Forty-eight hours after having my appendix removed, and I was in a daze. I was stiff. I was sore. I hadn’t had a good poop in over half a week. I was bored. My beautiful boat was at sea without me while I was stuck recovering at my cousin’s house in Boston. The whole thing felt rather surreal.

Here’s what happened.

800 Miles to Lunenburg

We left Annapolis on a beautifully clear Saturday morning, July 2, with a brisk northwesterly blowing cooler, drier air behind a strong cold front that had passed over the night before. Isbjorn, the Swan 48 we use as a charter boat for taking paying passengers offshore, sailed all the way north on the Chesapeake to the entrance of the C&D canal on one tack. The wind was very shifty, heading us then lifting us as our crew, consisting of Bruce, Lance, Jim, Mike, Liz, my wife, Mia, and me, constantly trimmed sails.
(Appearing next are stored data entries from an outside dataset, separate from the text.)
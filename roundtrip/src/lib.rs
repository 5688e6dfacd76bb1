// roundtrip/src/lib.rs
// Shared-memory ping-pong: 256 slots in a POSIX shm object, a one-byte token
// over TCP hands each slot from server to client and back.

pub mod channel;
pub mod clock;
pub mod config;
pub mod driver;
pub mod error;
pub mod rate;
pub mod shm;
pub mod token;
pub mod trace;

pub use channel::ControlChannel;
pub use clock::{Clock, MonotonicClock};
pub use config::Config;
pub use driver::{Driver, Role};
pub use error::{Error, Result};
pub use rate::{RateMeter, RateReport};
pub use shm::SharedBuffer;
pub use token::{slot_range, Token};

pub const CHUNK: usize = 4096;
pub const SLOT_COUNT: usize = 256;
pub const SHM_SIZE: usize = SLOT_COUNT * CHUNK;

pub const DEFAULT_SHM_NAME: &str = "/shm";
pub const DEFAULT_PORT: u16 = 5555;
pub const LISTEN_BACKLOG: i32 = 16;

pub const NANOS_PER_SEC: u64 = 1_000_000_000;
By dawn Sunday morning we were offshore off Cape May with just enough wind to hoist the spinnaker. As we did so I noticed that my stomach was hurting a little, but put it down to the pasta from the night before, which normally doesn’t sit well with me.

I was woken up late Sunday night when I felt the boat lurch. Isbjorn had rolled and the spinnaker had collapsed, wrapping itself around the headstay. I rousted Bruce, and together we went to the foredeck to work out the mess in the dark. We doused the kite and set the pole, winging out the genoa instead and sailing on through the rest of the night. I went back to bed, begrudgingly acknowledging that my stomach ache seemed to have gotten worse…

I had a fitful night’s sleep. By next morning I’d lost the taste for coffee, a bad sign.

“There were a lot of weird noises coming out of the head!” Bruce said, and he was right. I had been in and out all night and most of Monday morning as well in a failed attempt to dislodge whatever was causing the malady in my bowels.To make matters more “real,” so to speak, in Portsmouth just two weeks earlier during the ARC DelMarVa rally stopover, one boat’s crew got similarly ill in the men’s bathroom, with dire consequences.

“He was green,” said my dad, who had let the guy into the marina head before him, “and looked really bad.”

Ultimately, that guy went to the hospital later that same day and didn’t come out for a week;they had to remove 8in of his intestine that had become necrotic after a blockage caused by who knows what. He nearly died.

That said, nothing ever happens to me, right? Was I just being a big sissy, or was I really sick? I’m used to pushing through pain, mentally and physically. When not sailing, I enjoy endurance sports, and from skiing to cycling to ultra-running have completed a whole bunch of physical feats that require that you ignore the pain to successfully get to the finish line.

Still, as time went by, there was no denying I was getting progressively worse, and fast. Eventually, Mia and I, in the privacy of the Monday morning watch outside, started discussing contingency plans. We got out the ship’s medical guide and went through the list of stomach pain prognoses. None were very good, and almost all recommended getting to the nearest examination facility, post-haste. When we had decided that action was unavoidable, we also decided we wanted to make a good example of it for the crew. How could we leverage this unwanted turn of events to make it a “teachable moment?”

Pan-Pan

Soon afterward Mia got the satphone out of its yellow Pelican case; by then I was in the fetal position on the cockpit seat, weak, tired and in pain, not wanting to stand, sit or even speak. She was in charge now. She called my dad first to tell him we were diverting toward Newport, then contacted the Coast Guard to issue a pan-pan (more on this later).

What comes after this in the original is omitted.